TASK ITEM
Print exactly those lines that run from the beginning of the data to the line bearing "use thiserror::Error;", inclusive.
──────── EXTRACTED INFORMATION ────────
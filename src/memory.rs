//! Conversation history owned by a connection.
//!
//! Two stores are provided: [`UnboundedMemory`] keeps every turn, while
//! [`BoundedMemory`] keeps the most recent `capacity` turns and evicts the
//! oldest first. Either may be seeded with a system prompt; a seeded prompt
//! is never evicted, does not count against the capacity, and what happens
//! to it on [`ChatMemory::clear`] is decided by the [`ClearPolicy`] given
//! alongside it.

use async_trait::async_trait;
use std::collections::VecDeque;
use std::num::NonZeroUsize;
use thiserror::Error;
use tokio_util::sync::CancellationToken;

use crate::outcome::FailureKind;
use crate::types::Message;

#[derive(Debug, Clone, PartialEq, Eq, Error)]
pub enum MemoryError {
    #[error("append cancelled")]
    Cancelled,

    /// Raised by stores backed by something other than process memory.
    #[error("storage failure: {0}")]
    Storage(String),
}

impl MemoryError {
    pub fn kind(&self) -> FailureKind {
        match self {
            MemoryError::Cancelled => FailureKind::Retryable,
            MemoryError::Storage(_) => FailureKind::Permanent,
        }
    }
}

/// What [`ChatMemory::clear`] does with a seeded system prompt.
#[derive(Debug, Clone, Copy, PartialEq, Eq)]
pub enum ClearPolicy {
    /// Keep the seeded prompt as the first and only message.
    Reseed,
    /// Drop the seeded prompt along with everything else.
    Empty,
}

/// Ordered conversation history.
///
/// Mutation requires `&mut self`, so a [`snapshot`](ChatMemory::snapshot)
/// can never interleave with an append. Snapshots are owned copies and never
/// see later changes.
#[async_trait]
pub trait ChatMemory: Send + Sync {
    /// Appends one message at the tail, evicting if the store is full.
    ///
    /// Returns [`MemoryError::Cancelled`] without touching the history when
    /// `cancel` has fired.
    async fn append(
        &mut self,
        message: Message,
        cancel: &CancellationToken,
    ) -> Result<(), MemoryError>;

    /// Appends a batch in order. Not cancellable: the batch is recorded whole.
    fn extend(&mut self, messages: Vec<Message>);

    fn snapshot(&self) -> Vec<Message>;

    fn clear(&mut self);

    fn len(&self) -> usize;

    fn is_empty(&self) -> bool {
        self.len() == 0
    }
}

#[derive(Debug, Clone)]
struct SeededPrompt {
    message: Message,
    policy: ClearPolicy,
}

impl SeededPrompt {
    fn new(content: impl Into<String>, policy: ClearPolicy) -> Self {
        Self {
            message: Message::system(content),
            policy,
        }
    }

    /// Whether the prompt survives a clear.
    fn survives_clear(&self) -> bool {
        self.policy == ClearPolicy::Reseed
    }
}

/// History that grows without limit.
#[derive(Debug, Clone, Default)]
pub struct UnboundedMemory {
    prompt: Option<SeededPrompt>,
    messages: Vec<Message>,
}

impl UnboundedMemory {
    pub fn new() -> Self {
        Self::default()
    }

    pub fn with_system_prompt(content: impl Into<String>, policy: ClearPolicy) -> Self {
        Self {
            prompt: Some(SeededPrompt::new(content, policy)),
            messages: Vec::new(),
        }
    }
}

#[async_trait]
impl ChatMemory for UnboundedMemory {
    async fn append(
        &mut self,
        message: Message,
        cancel: &CancellationToken,
    ) -> Result<(), MemoryError> {
        if cancel.is_cancelled() {
            return Err(MemoryError::Cancelled);
        }
        self.messages.push(message);
        Ok(())
    }

    fn extend(&mut self, messages: Vec<Message>) {
        self.messages.extend(messages);
    }

    fn snapshot(&self) -> Vec<Message> {
        self.prompt
            .iter()
            .map(|p| p.message.clone())
            .chain(self.messages.iter().cloned())
            .collect()
    }

    fn clear(&mut self) {
        self.messages.clear();
        if !self.prompt.as_ref().is_some_and(SeededPrompt::survives_clear) {
            self.prompt = None;
        }
    }

    fn len(&self) -> usize {
        self.messages.len() + usize::from(self.prompt.is_some())
    }
}

/// Fixed-capacity FIFO history.
///
/// After any append at most `capacity` non-prompt messages are retained, and
/// they are always the most recently appended ones.
#[derive(Debug, Clone)]
pub struct BoundedMemory {
    capacity: NonZeroUsize,
    prompt: Option<SeededPrompt>,
    messages: VecDeque<Message>,
}

impl BoundedMemory {
    pub fn new(capacity: NonZeroUsize) -> Self {
        Self {
            capacity,
            prompt: None,
            messages: VecDeque::with_capacity(capacity.get()),
        }
    }

    pub fn with_system_prompt(
        capacity: NonZeroUsize,
        content: impl Into<String>,
        policy: ClearPolicy,
    ) -> Self {
        Self {
            prompt: Some(SeededPrompt::new(content, policy)),
            ..Self::new(capacity)
        }
    }

    pub fn capacity(&self) -> NonZeroUsize {
        self.capacity
    }

    fn push(&mut self, message: Message) {
        while self.messages.len() >= self.capacity.get() {
            self.messages.pop_front();
        }
        self.messages.push_back(message);
    }
}

#[async_trait]
impl ChatMemory for BoundedMemory {
    async fn append(
        &mut self,
        message: Message,
        cancel: &CancellationToken,
    ) -> Result<(), MemoryError> {
        if cancel.is_cancelled() {
            return Err(MemoryError::Cancelled);
        }
        self.push(message);
        Ok(())
    }

    fn extend(&mut self, messages: Vec<Message>) {
        for message in messages {
            self.push(message);
        }
    }

    fn snapshot(&self) -> Vec<Message> {
        self.prompt
            .iter()
            .map(|p| p.message.clone())
            .chain(self.messages.iter().cloned())
            .collect()
    }

    fn clear(&mut self) {
        self.messages.clear();
        if !self.prompt.as_ref().is_some_and(SeededPrompt::survives_clear) {
            self.prompt = None;
        }
    }

    fn len(&self) -> usize {
        self.messages.len() + usize::from(self.prompt.is_some())
    }
}
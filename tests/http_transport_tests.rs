//! Integration tests for HttpTransport against a local mock server

use futures::StreamExt;
use parley::{
    ApiKey, ChatConnection, ChatParameters, HttpTransport, Model, StreamAccumulator,
    UnboundedMemory, build_http_client,
};
use std::sync::Arc;
use std::time::Duration;
use tokio::io::{AsyncReadExt, AsyncWriteExt};
use tokio::net::{TcpListener, TcpStream};
use tokio_util::sync::CancellationToken;
use wiremock::matchers::{body_partial_json, header, method, path};
use wiremock::{Mock, MockServer, ResponseTemplate};

const COMPLETIONS: &str = "/v1/chat/completions";

fn connection_to(endpoint: String) -> ChatConnection {
    let client = build_http_client(Some(Duration::from_secs(2))).unwrap();
    let transport =
        HttpTransport::new(client, ApiKey::new("sk-test").unwrap()).with_endpoint(endpoint);
    ChatConnection::new(Arc::new(transport), Box::new(UnboundedMemory::new()))
}

fn connection(server: &MockServer) -> ChatConnection {
    connection_to(format!("{}{COMPLETIONS}", server.uri()))
}

async fn chat(conn: &mut ChatConnection, content: &str) -> parley::Outcome<parley::ResponseBody> {
    conn.complete_chat(
        content,
        &CancellationToken::new(),
        Model::Gpt4,
        &ChatParameters::new().with_max_tokens(64),
    )
    .await
}

#[tokio::test]
async fn posts_authenticated_json_and_records_the_reply() {
    let server = MockServer::start().await;
    Mock::given(method("POST"))
        .and(path(COMPLETIONS))
        .and(header("authorization", "Bearer sk-test"))
        .and(header("content-type", "application/json"))
        .and(body_partial_json(serde_json::json!({
            "model": "gpt-4",
            "messages": [{"role": "user", "content": "ping"}],
            "max_tokens": 64
        })))
        .respond_with(ResponseTemplate::new(200).set_body_json(serde_json::json!({
            "id": "chatcmpl-42",
            "object": "chat.completion",
            "created": 1690000000,
            "model": "gpt-4-0613",
            "choices": [{
                "index": 0,
                "message": {"role": "assistant", "content": "pong"},
                "finish_reason": "stop"
            }],
            "usage": {"prompt_tokens": 5, "completion_tokens": 1, "total_tokens": 6}
        })))
        .expect(1)
        .mount(&server)
        .await;

    let mut conn = connection(&server);
    let body = chat(&mut conn, "ping").await.success().expect("success");

    assert_eq!(body.first_content(), Some("pong"));
    assert_eq!(body.usage.map(|u| u.total_tokens), Some(6));
    assert_eq!(conn.history().len(), 2);
}

#[tokio::test]
async fn status_codes_are_classified() {
    for (status, retryable) in [(429u16, true), (503, true), (400, false), (401, false)] {
        let server = MockServer::start().await;
        Mock::given(method("POST"))
            .and(path(COMPLETIONS))
            .respond_with(ResponseTemplate::new(status).set_body_string("{\"error\":{}}"))
            .expect(1)
            .mount(&server)
            .await;

        let outcome = chat(&mut connection(&server), "ping").await;

        assert_eq!(outcome.is_retryable(), retryable, "status {status}");
        assert_eq!(outcome.is_permanent(), !retryable, "status {status}");
    }
}

#[tokio::test]
async fn refused_connections_are_retryable() {
    let server = MockServer::start().await;
    let endpoint = format!("{}{COMPLETIONS}", server.uri());
    drop(server);

    let outcome = chat(&mut connection_to(endpoint), "ping").await;

    assert!(outcome.is_retryable());
}

#[tokio::test]
async fn streams_server_sent_events() {
    let sse = concat!(
        "data: {\"choices\":[{\"index\":0,\"delta\":{\"role\":\"assistant\"}}]}\n\n",
        ": keep-alive\n\n",
        "data: {\"choices\":[{\"index\":0,\"delta\":{\"content\":\"po\"}}]}\n\n",
        "data: {\"choices\":[{\"index\":0,\"delta\":{\"content\":\"ng\"},\"finish_reason\":\"stop\"}]}\n\n",
        "data: [DONE]\n\n",
    );
    let server = MockServer::start().await;
    Mock::given(method("POST"))
        .and(path(COMPLETIONS))
        .and(header("accept", "text/event-stream"))
        .and(body_partial_json(serde_json::json!({"stream": true})))
        .respond_with(ResponseTemplate::new(200).set_body_raw(sse, "text/event-stream"))
        .expect(1)
        .mount(&server)
        .await;

    let mut conn = connection(&server);
    let mut stream = conn
        .complete_chat_as_stream(
            "ping",
            &CancellationToken::new(),
            Model::Gpt35Turbo,
            &ChatParameters::new(),
        )
        .await
        .success()
        .expect("stream");

    let mut acc = StreamAccumulator::new();
    while let Some(item) = stream.next().await {
        acc.push(&item.success().expect("chunk"));
    }

    assert_eq!(acc.content(), "pong");
    assert_eq!(conn.history().len(), 1);
}

#[tokio::test]
async fn rejected_streams_report_the_status() {
    let server = MockServer::start().await;
    Mock::given(method("POST"))
        .and(path(COMPLETIONS))
        .respond_with(ResponseTemplate::new(429).set_body_string("slow down"))
        .mount(&server)
        .await;

    let outcome = connection(&server)
        .complete_chat_as_stream(
            "ping",
            &CancellationToken::new(),
            Model::Gpt35Turbo,
            &ChatParameters::new(),
        )
        .await;

    assert!(outcome.is_retryable());
    assert!(outcome.trace().unwrap().contains("slow down"));
}

/// Reads one request: headers, then as many body bytes as `content-length` says.
async fn read_request(socket: &mut TcpStream) {
    let mut received = Vec::new();
    let mut buf = [0u8; 4096];
    loop {
        let n = socket.read(&mut buf).await.unwrap();
        if n == 0 {
            return;
        }
        received.extend_from_slice(&buf[..n]);
        let Some(end) = received.windows(4).position(|w| w == b"\r\n\r\n") else {
            continue;
        };
        let head = String::from_utf8_lossy(&received[..end]).to_ascii_lowercase();
        let length: usize = head
            .lines()
            .find_map(|line| line.strip_prefix("content-length:"))
            .map(|v| v.trim().parse().unwrap())
            .unwrap_or(0);
        if received.len() >= end + 4 + length {
            return;
        }
    }
}

/// Serves one response that promises 5000 body bytes, sends `partial`, then
/// hangs up.
async fn truncating_server(content_type: &'static str, partial: &'static str) -> String {
    let listener = TcpListener::bind("127.0.0.1:0").await.unwrap();
    let addr = listener.local_addr().unwrap();
    tokio::spawn(async move {
        let (mut socket, _) = listener.accept().await.unwrap();
        read_request(&mut socket).await;
        let head = format!(
            "HTTP/1.1 200 OK\r\ncontent-type: {content_type}\r\ncontent-length: 5000\r\n\r\n"
        );
        socket.write_all(head.as_bytes()).await.unwrap();
        socket.write_all(partial.as_bytes()).await.unwrap();
        socket.flush().await.unwrap();
        socket.shutdown().await.unwrap();
    });
    format!("http://{addr}{COMPLETIONS}")
}

#[tokio::test]
async fn connection_dropped_mid_body_is_retryable() {
    let endpoint = truncating_server("application/json", "{\"choices\": [").await;
    let mut conn = connection_to(endpoint);

    let outcome = chat(&mut conn, "ping").await;

    assert!(outcome.is_retryable(), "{:?}", outcome.trace());
    assert_eq!(conn.history().len(), 1);
}

#[tokio::test]
async fn connection_dropped_mid_stream_is_retryable() {
    let endpoint = truncating_server(
        "text/event-stream",
        "data: {\"choices\":[{\"index\":0,\"delta\":{\"content\":\"po\"}}]}\n\n",
    )
    .await;
    let mut conn = connection_to(endpoint);

    let stream = conn
        .complete_chat_as_stream(
            "ping",
            &CancellationToken::new(),
            Model::Gpt35Turbo,
            &ChatParameters::new(),
        )
        .await
        .success()
        .expect("stream");
    let items: Vec<_> = stream.collect().await;

    let failure = items
        .iter()
        .find(|item| !item.is_success())
        .expect("a failure after the connection dropped");
    assert!(failure.is_retryable(), "{:?}", failure.trace());
    assert!(items[0].is_success());
}
//! Resilient chat-completion connection
//!
//! Sends a conversation to a chat-completion HTTP API and reports every call as
//! a three-way [`Outcome`]: success, a failure worth retrying, or a failure that
//! retrying cannot fix. The conversation itself lives in a [`ChatMemory`],
//! either unbounded or a fixed-capacity FIFO.
//!
//! # Architecture
//!
//! - `types` / `model` - messages, roles and the model name table
//! - `memory` - conversation history stores
//! - `request` / `response` - wire payloads
//! - `outcome` / `error` - failure taxonomy and classification
//! - `transport` - the HTTP seam, backed by a shared `reqwest` pool
//! - `stream` - server-sent event decoding for streamed replies
//! - `connection` - orchestration of a single call
//! - `config` - environment-driven setup
//!
//! # Usage
//!
//! ```rust,no_run
//! use parley::{ChatParameters, ConnectionConfig, Outcome, build_http_client};
//! use tokio_util::sync::CancellationToken;
//!
//! # async fn example() -> anyhow::Result<()> {
//! let config = ConnectionConfig::from_env()?;
//! let client = build_http_client(config.connect_timeout)?;
//! let mut connection = config.connect(client);
//!
//! let cancel = CancellationToken::new();
//! match connection
//!     .complete_chat("Hello!", &cancel, config.model, &ChatParameters::new())
//!     .await
//! {
//!     Outcome::Success(body) => println!("{}", body.first_content().unwrap_or_default()),
//!     Outcome::RetryableFailure(trace) => eprintln!("try again later: {trace}"),
//!     Outcome::PermanentFailure(trace) => eprintln!("giving up: {trace}"),
//! }
//! # Ok(())
//! # }
//! ```

pub mod config;
pub mod connection;
pub mod error;
pub mod memory;
pub mod model;
pub mod outcome;
pub mod request;
pub mod response;
pub mod stream;
pub mod transport;
pub mod types;

pub use config::{ApiKey, ConfigError, ConnectionConfig};
pub use connection::ChatConnection;
pub use error::ChatError;
pub use memory::{BoundedMemory, ChatMemory, ClearPolicy, MemoryError, UnboundedMemory};
pub use model::{Model, ModelParseError};
pub use outcome::{FailureKind, Outcome, classify_status};
pub use request::{
    ChatParameters, ChatRequest, FunctionCallMode, FunctionDeclaration, serialize_request,
};
pub use response::{
    Choice, ChunkChoice, Delta, FinishReason, FunctionCallDelta, ResponseBody, ResponseChunk,
    Usage,
};
pub use stream::{
    ChunkStream, MAX_EVENT_BYTES, SseDecoder, StreamAccumulator, StreamEvent, parse_event,
};
pub use transport::{
    ByteStream, ChatTransport, DEFAULT_ENDPOINT, HttpReply, HttpTransport, StreamReply,
    build_http_client,
};
pub use types::{FunctionCall, Message, Role};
────────
RESPONSE FOR THIS EXERCISE
filename src/memory.rs
//! Conversation history owned by a connection.
//!
//! Two stores are provided: [`UnboundedMemory`] keeps every turn, while
//! [`BoundedMemory`] keeps the most recent `capacity` turns and evicts the
//! oldest first. Either may be seeded with a system prompt; a seeded prompt
//! is never evicted, does not count against the capacity, and what happens
//! to it on [`ChatMemory::clear`] is decided by the [`ClearPolicy`] given
//! alongside it.

use async_trait::async_trait;
use std::collections::VecDeque;
use std::num::NonZeroUsize;
use thiserror::Error;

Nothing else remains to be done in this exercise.